Start of Block

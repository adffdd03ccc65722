//! Flight dynamics: turns smoothed control axes into forces and torques on the drone body.
//!
//! Coordinates are right-handed with -Z forward and +Y up. Positive pitch input noses the
//! drone down (forward flight), positive roll banks right, positive yaw turns right.
//!
//! Forces are submitted to the physics world before it steps; the floor clamp and crash
//! handling run after the step in [`FlightDynamics::post_step`].

use crate::energy::EnergySystem;
use crate::events::DroneEvent;
use engine_core::{leveled, rate_factor, Quat, Vec3};
use input::ControlAxes;
use physics::{FlyerBodyDesc, PhysicsBody, PhysicsWorld};
use serde::{Deserialize, Serialize};

/// Axis along which thrust acts.
#[derive(Debug, Clone, Copy, PartialEq, Eq, Serialize, Deserialize)]
pub enum ThrustFrame {
    /// The body's local up axis; tilting the drone redirects thrust.
    Body,
    /// World up regardless of attitude.
    World,
}

/// Tunables for the flight model.
#[derive(Debug, Clone, Serialize, Deserialize)]
#[serde(default)]
pub struct FlightConfig {
    /// Force in newtons at full thrust input.
    pub thrust: f32,
    pub pitch_power: f32,
    pub roll_power: f32,
    pub yaw_power: f32,
    pub thrust_frame: ThrustFrame,
    /// Thrust multiplier while boosting.
    pub boost_multiplier: f32,
    /// Extra consumption intensity per second while boosting.
    pub boost_surcharge: f32,
    /// Fraction of the drone's weight cancelled while thrust input is neutral.
    pub hover_compensation: f32,
    /// Thrust magnitude below which hover compensation kicks in.
    pub hover_input_epsilon: f32,
    pub stabilization_enabled: bool,
    /// Slerp rate (1/s) toward level while pitch and roll are released.
    pub stabilization_rate: f32,
    /// Pitch/roll magnitude below which the controls count as released.
    pub stabilization_input_epsilon: f32,
    /// Minimum body height.
    pub ground_clearance: f32,
    /// Spin rate cap in rad/s, applied after every physics step.
    pub max_angular_speed: f32,
    /// Impact speed (m/s) above which a contact counts as a crash.
    pub crash_speed_threshold: f32,
    /// Energy lost per m/s of crash impact speed.
    pub crash_penalty_scale: f32,
    /// Cosmetic body tilt at full pitch/roll input.
    pub visual_tilt_degrees: f32,
    pub visual_tilt_rate: f32,
    pub mass: f32,
    pub half_extents: Vec3,
    pub linear_damping: f32,
    pub angular_damping: f32,
}

impl Default for FlightConfig {
    fn default() -> Self {
        Self {
            thrust: 25.0,
            pitch_power: 5.0,
            roll_power: 5.0,
            yaw_power: 3.0,
            thrust_frame: ThrustFrame::Body,
            boost_multiplier: 2.0,
            boost_surcharge: 0.8,
            hover_compensation: 0.9,
            hover_input_epsilon: 0.1,
            stabilization_enabled: true,
            stabilization_rate: 3.0,
            stabilization_input_epsilon: 0.1,
            ground_clearance: 0.5,
            max_angular_speed: 7.0,
            crash_speed_threshold: 5.0,
            crash_penalty_scale: 1.0,
            visual_tilt_degrees: 15.0,
            visual_tilt_rate: 5.0,
            mass: 0.8,
            half_extents: Vec3::new(0.3, 0.1, 0.3),
            linear_damping: 0.2,
            angular_damping: 0.5,
        }
    }
}

impl FlightConfig {
    /// Rigid body description matching this config.
    pub fn body_desc(&self) -> FlyerBodyDesc {
        FlyerBodyDesc {
            half_extents: self.half_extents,
            mass: self.mass.max(0.01),
            linear_damping: self.linear_damping.max(0.0),
            angular_damping: self.angular_damping.max(0.0),
        }
    }
}

/// Force and torque submitted for one tick, world frame.
#[derive(Debug, Clone, Copy, Default, PartialEq)]
pub struct FlightForces {
    pub force: Vec3,
    pub torque: Vec3,
}

/// Drives one drone body.
#[derive(Debug)]
pub struct FlightDynamics {
    config: FlightConfig,
    body: Option<PhysicsBody>,
    /// Cosmetic local tilt for the model; never fed back into physics.
    visual_tilt: Quat,
    boost_active: bool,
    last_forces: FlightForces,
    warned_missing_body: bool,
}

impl FlightDynamics {
    pub fn new(config: FlightConfig, body: Option<PhysicsBody>) -> Self {
        Self {
            config,
            body,
            visual_tilt: Quat::IDENTITY,
            boost_active: false,
            last_forces: FlightForces::default(),
            warned_missing_body: false,
        }
    }

    /// Create the drone's rigid body in `world` and drive it.
    pub fn spawn(config: FlightConfig, world: &mut PhysicsWorld, position: Vec3) -> Self {
        let body = world.add_flyer_body(position, &config.body_desc());
        Self::new(config, Some(body))
    }

    pub fn attach_body(&mut self, body: PhysicsBody) {
        self.body = Some(body);
        self.warned_missing_body = false;
    }

    pub fn body(&self) -> Option<&PhysicsBody> {
        self.body.as_ref()
    }

    pub fn config(&self) -> &FlightConfig {
        &self.config
    }

    /// True if boost would amplify thrust this tick.
    pub fn boost_engaged(&self, axes: &ControlAxes, energy: &EnergySystem) -> bool {
        axes.boost && energy.has_energy()
    }

    /// Consumption intensity the flight controls demand this tick.
    ///
    /// Proportional to thrust magnitude and tick length; zero thrust draws nothing,
    /// boost adds a fixed surcharge.
    pub fn energy_demand(&self, axes: &ControlAxes, energy: &EnergySystem, dt: f32) -> f32 {
        let mut intensity = axes.thrust().abs() * dt;
        if self.boost_engaged(axes, energy) {
            intensity += self.config.boost_surcharge * dt;
        }
        intensity
    }

    /// Forces and torques for the given axes and body orientation. Pure.
    pub fn compute_forces(
        &self,
        axes: &ControlAxes,
        energy: &EnergySystem,
        rotation: Quat,
        gravity: f32,
        mass: f32,
    ) -> FlightForces {
        if !energy.has_energy() {
            return FlightForces::default();
        }

        let mut thrust = axes.thrust() * self.config.thrust;
        if self.boost_engaged(axes, energy) {
            thrust *= self.config.boost_multiplier;
        }
        let thrust_dir = match self.config.thrust_frame {
            ThrustFrame::Body => rotation * Vec3::Y,
            ThrustFrame::World => Vec3::Y,
        };
        let mut force = thrust_dir * thrust;

        if axes.thrust().abs() < self.config.hover_input_epsilon {
            force += Vec3::Y * gravity * self.config.hover_compensation * mass;
        }

        let local_torque = Vec3::new(
            -axes.pitch() * self.config.pitch_power,
            -axes.yaw() * self.config.yaw_power,
            -axes.roll() * self.config.roll_power,
        );

        FlightForces {
            force,
            torque: rotation * local_torque,
        }
    }

    /// Submit this tick's forces and apply self-levelling. Call before the physics step.
    ///
    /// Without energy the body gets no propulsive or control force and falls freely.
    pub fn step(
        &mut self,
        world: &mut PhysicsWorld,
        axes: &ControlAxes,
        energy: &EnergySystem,
        dt: f32,
    ) {
        let Some(body) = self.body else {
            self.warn_missing_body();
            return;
        };
        let Some(transform) = world.get_body_transform(body.rigid_body) else {
            self.warn_missing_body();
            return;
        };

        self.boost_active = self.boost_engaged(axes, energy);
        let forces = self.compute_forces(
            axes,
            energy,
            transform.rotation,
            world.gravity_magnitude(),
            body.mass,
        );
        world.set_body_forces(body.rigid_body, forces.force, forces.torque);
        self.last_forces = forces;

        let released = axes.pitch().abs() < self.config.stabilization_input_epsilon
            && axes.roll().abs() < self.config.stabilization_input_epsilon;
        if self.config.stabilization_enabled && energy.has_energy() && released {
            let target = leveled(transform.rotation);
            let rotation = transform
                .rotation
                .slerp(target, rate_factor(self.config.stabilization_rate, dt));
            world.set_body_rotation(body.rigid_body, rotation);
        }
    }

    /// Floor clamp, spin cap and crash handling. Call after the physics step.
    pub fn post_step(
        &mut self,
        world: &mut PhysicsWorld,
        energy: &mut EnergySystem,
        events: &mut Vec<DroneEvent>,
    ) {
        let Some(body) = self.body else {
            return;
        };
        world.clamp_to_floor(body.rigid_body, self.config.ground_clearance);
        world.clamp_angular_speed(body.rigid_body, self.config.max_angular_speed);

        for contact in world.contacts() {
            if !contact.involves(body.rigid_body) {
                continue;
            }
            self.handle_impact(contact.relative_speed, energy, events);
        }
    }

    /// Apply crash damage for an impact at `speed`. Returns true if it counted as a crash.
    pub fn handle_impact(
        &self,
        speed: f32,
        energy: &mut EnergySystem,
        events: &mut Vec<DroneEvent>,
    ) -> bool {
        if speed <= self.config.crash_speed_threshold {
            return false;
        }
        log::warn!("Drone crash! Velocity: {:.1} m/s", speed);
        energy.apply_impact_penalty(speed * self.config.crash_penalty_scale);
        events.push(DroneEvent::CrashImpact { speed });
        true
    }

    /// Ease the cosmetic tilt toward the current pitch/roll input. Render-rate.
    pub fn update_visual_tilt(&mut self, axes: &ControlAxes, dt: f32) {
        let max_tilt = self.config.visual_tilt_degrees.to_radians();
        let target = Quat::from_rotation_x(-axes.pitch() * max_tilt)
            * Quat::from_rotation_z(-axes.roll() * max_tilt);
        self.visual_tilt = self
            .visual_tilt
            .slerp(target, rate_factor(self.config.visual_tilt_rate, dt));
    }

    pub fn visual_tilt(&self) -> Quat {
        self.visual_tilt
    }

    /// Boost state as of the last step.
    pub fn boost_active(&self) -> bool {
        self.boost_active
    }

    /// Forces submitted in the last step.
    pub fn last_forces(&self) -> FlightForces {
        self.last_forces
    }

    /// Clear per-session state (respawn).
    pub fn reset(&mut self) {
        self.visual_tilt = Quat::IDENTITY;
        self.boost_active = false;
        self.last_forces = FlightForces::default();
    }

    fn warn_missing_body(&mut self) {
        if !self.warned_missing_body {
            log::warn!("Flight dynamics has no rigid body, skipping forces");
            self.warned_missing_body = true;
        }
    }
}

End of Block

EXERCISE
What do the lines of the material read, from the first through the line with "pub enum ThrustFrame"? Transcribe them exactly and stop there.

ANSWER SECTION
repository adffdd03ccc65722
//! Flight dynamics: turns smoothed control axes into forces and torques on the drone body.
//!
//! Coordinates are right-handed with -Z forward and +Y up. Positive pitch input noses the
//! drone down (forward flight), positive roll banks right, positive yaw turns right.
//!
//! Forces are submitted to the physics world before it steps; the floor clamp and crash
//! handling run after the step in [`FlightDynamics::post_step`].

use crate::energy::EnergySystem;
use crate::events::DroneEvent;
use engine_core::{leveled, rate_factor, Quat, Vec3};
use input::ControlAxes;
use physics::{FlyerBodyDesc, PhysicsBody, PhysicsWorld};
use serde::{Deserialize, Serialize};

/// Axis along which thrust acts.
#[derive(Debug, Clone, Copy, PartialEq, Eq, Serialize, Deserialize)]
pub enum ThrustFrame {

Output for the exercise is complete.